Actually, that was my first thought when I found Prop 8 had passed. "Now, maybe they'll get off their lazy asses and get this thing done!" I'm glad to see you aren't taking it laying down, as it were...
Religion is the single greatest impediment to the recognition of the inherent citizenship of America's gay and lesbian citizens.

The argument of dueling bible verses between our supporters and detractors should be between them alone. Both sides need to get out of our lives and let the civil legislative and judicial process take its own course as it has done in Iowa and Vermont.

The travesty of the recent California election with the passage of Prop-Hate should never happen again anywhere else.
What nobody mentions is the cost to the society of gay marriage. Normal couples man&wife enjoy certain tax privileges due to the children they beget; gay couples will not normally have children. But Social Security pensions will be paid to gay couples, and medicare benefits will acrue, especially to survivors. What cost? Nobody has calculated that.
I just wanted to pop in to say that I think this was a very well-written post. You could have been writing about any number of things and your style would have left one feeling informed and motivated. I know that some day, people will look back on this particular struggle for equality and wonder what was the big deal. I wish it wasn't taking so long.

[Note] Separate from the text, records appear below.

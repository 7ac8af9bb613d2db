//! # Seed Data Generator
//!
//! Populates a data directory with a demo pet-shop dataset for
//! development.
//!
//! ## Usage
//! ```bash
//! # Seed the default ./data directory
//! cargo run -p pawshop-app --bin seed
//!
//! # Specify a data directory
//! cargo run -p pawshop-app --bin seed -- --data ./demo-data
//! ```
//!
//! Seeds suppliers, a catalog across the pet categories (food, toys,
//! accessories, health, aquarium), and a couple of registered customers.
//! Refuses to run over a directory that already has products.

use std::env;

use pawshop_app::{AppConfig, Shop};
use pawshop_core::{Money, NewCustomer, NewProduct, NewSupplier, SupplierStatus};

/// (name, barcode, category, brand, purchase cents, sale cents, quantity, unit)
const PRODUCTS: &[(&str, &str, &str, &str, i64, i64, i64, &str)] = &[
    ("Premium Dog Food 10kg", "PF001", "food", "PawNutrition", 3000, 4599, 45, "bag"),
    ("Adult Cat Food 5kg", "PF002", "food", "PawNutrition", 1800, 2799, 38, "bag"),
    ("Puppy Starter Mix 3kg", "PF003", "food", "PawNutrition", 1400, 2199, 12, "bag"),
    ("Bird Seed Blend 2kg", "PF004", "food", "FeatherFeast", 600, 999, 60, "bag"),
    ("Rope Tug Toy", "TY001", "toys", "ChewCo", 250, 599, 80, "piece"),
    ("Squeaky Ball 3-Pack", "TY002", "toys", "ChewCo", 300, 749, 55, "pack"),
    ("Cat Teaser Wand", "TY003", "toys", "WhiskerPlay", 150, 449, 8, "piece"),
    ("Adjustable Dog Collar", "AC001", "accessories", "TailGear", 400, 899, 30, "piece"),
    ("Retractable Leash 5m", "AC002", "accessories", "TailGear", 700, 1499, 22, "piece"),
    ("Pet Carrier Medium", "AC003", "accessories", "TailGear", 1800, 3499, 6, "piece"),
    ("Flea & Tick Shampoo", "HL001", "health", "VetCare", 450, 899, 40, "bottle"),
    ("Joint Support Chews", "HL002", "health", "VetCare", 900, 1699, 25, "jar"),
    ("Aquarium Starter Kit 60L", "AQ001", "aquarium", "AquaWorld", 4500, 7999, 4, "kit"),
    ("Tropical Fish Flakes", "AQ002", "aquarium", "AquaWorld", 200, 499, 70, "tub"),
    ("Water Conditioner 250ml", "AQ003", "aquarium", "AquaWorld", 300, 649, 35, "bottle"),
];

const SUPPLIERS: &[(&str, &str, &str, &str)] = &[
    ("Pet Supplies Co", "Alex Morgan", "orders@petsupplies.example", "food"),
    ("Aqua World Distribution", "Sam Lee", "sales@aquaworld.example", "aquarium"),
    ("TailGear Wholesale", "Riley Chen", "hello@tailgear.example", "accessories"),
];

fn main() -> Result<(), Box<dyn std::error::Error>> {
    tracing_subscriber::fmt()
        .with_env_filter(
            tracing_subscriber::EnvFilter::try_from_default_env()
                .unwrap_or_else(|_| "pawshop=info".into()),
        )
        .init();

    let args: Vec<String> = env::args().collect();
    let mut config = AppConfig::from_env();

    let mut i = 1;
    while i < args.len() {
        match args[i].as_str() {
            "--data" | "-d" => {
                if i + 1 < args.len() {
                    config.data_dir = args[i + 1].clone().into();
                    i += 1;
                }
            }
            "--help" | "-h" => {
                println!("Pawshop Seed Data Generator");
                println!();
                println!("Usage: seed [OPTIONS]");
                println!();
                println!("Options:");
                println!("  -d, --data <DIR>   Data directory (default: ./data)");
                println!("  -h, --help         Show this help message");
                return Ok(());
            }
            _ => {}
        }
        i += 1;
    }

    println!("🌱 Pawshop Seed Data Generator");
    println!("==============================");
    println!("Data directory: {}", config.data_dir.display());
    println!();

    let mut shop = Shop::open(config)?;

    if !shop.products().is_empty() {
        println!("⚠ Data directory already has {} products", shop.products().len());
        println!("  Skipping seed to avoid duplicates.");
        return Ok(());
    }

    for (name, contact, email, category) in SUPPLIERS {
        shop.add_supplier(NewSupplier {
            name: name.to_string(),
            contact: contact.to_string(),
            phone: "555 010 0200".to_string(),
            email: email.to_string(),
            address: "12 Harbor Rd".to_string(),
            category: category.to_string(),
            status: SupplierStatus::Active,
            payment_terms: "Net 30".to_string(),
        })?;
    }
    println!("✓ Seeded {} suppliers", shop.suppliers().len());

    for (name, barcode, category, brand, cost, price, quantity, unit) in PRODUCTS {
        let supplier = shop
            .suppliers()
            .iter()
            .find(|s| s.category == *category)
            .map(|s| s.id.clone());

        shop.add_product(NewProduct {
            barcode: barcode.to_string(),
            sku: format!("{category}-{barcode}").to_uppercase(),
            name: name.to_string(),
            category: category.to_string(),
            brand: brand.to_string(),
            supplier_id: supplier,
            supplier_name: String::new(),
            description: String::new(),
            image: format!("/images/{}.jpg", barcode.to_lowercase()),
            purchase_price: Money::from_cents(*cost),
            sale_price: Money::from_cents(*price),
            mrp: Money::from_cents(*price + *price / 10),
            quantity: *quantity,
            min_stock: 5,
            reorder_level: 10,
            unit: unit.to_string(),
            discount_percent: None,
        })?;
    }
    println!("✓ Seeded {} products", shop.products().len());

    for (name, phone, pet_name, pet_type) in [
        ("Jane Smith", "555 010 0100", "Rex", "Dog"),
        ("Omar Haddad", "555 010 0101", "Misha", "Cat"),
    ] {
        shop.add_customer(NewCustomer {
            name: name.to_string(),
            phone: phone.to_string(),
            email: String::new(),
            address: String::new(),
            pet_name: pet_name.to_string(),
            pet_type: pet_type.to_string(),
            pet_breed: String::new(),
        })?;
    }
    println!("✓ Seeded {} customers", shop.customers().len());

    let low = shop.low_stock_products().len();
    println!();
    println!("✓ Seed complete! ({low} products start below their reorder level)");
    Ok(())
}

And Marc, do you really think that an elderly gay couple collecting SS & Medicare are any more of a drain on our resources than poverty-stricken young people popping out babies right and left? Or what about elderly rich people who don't need it but collect it anyway? You're barking off-key up the wrong species of tree.
To Marc Jeric: Why not ask about the cost of heterosexual couples who don't have children and then collect Social Security and Medicare as well? By your same logic, fertility and willingness to breed should be prerequisites for marriage- which is ridiculous.
This should never have been be put up to a popular vote in California.
As in Brown vs. Board of Education. The people would never have wanted a Black girl in the classroom.
The folks in black robes, not white robes with hats, made the choice.
And it was correct. One step forward. Now we try again. In Iowa. In Vermont.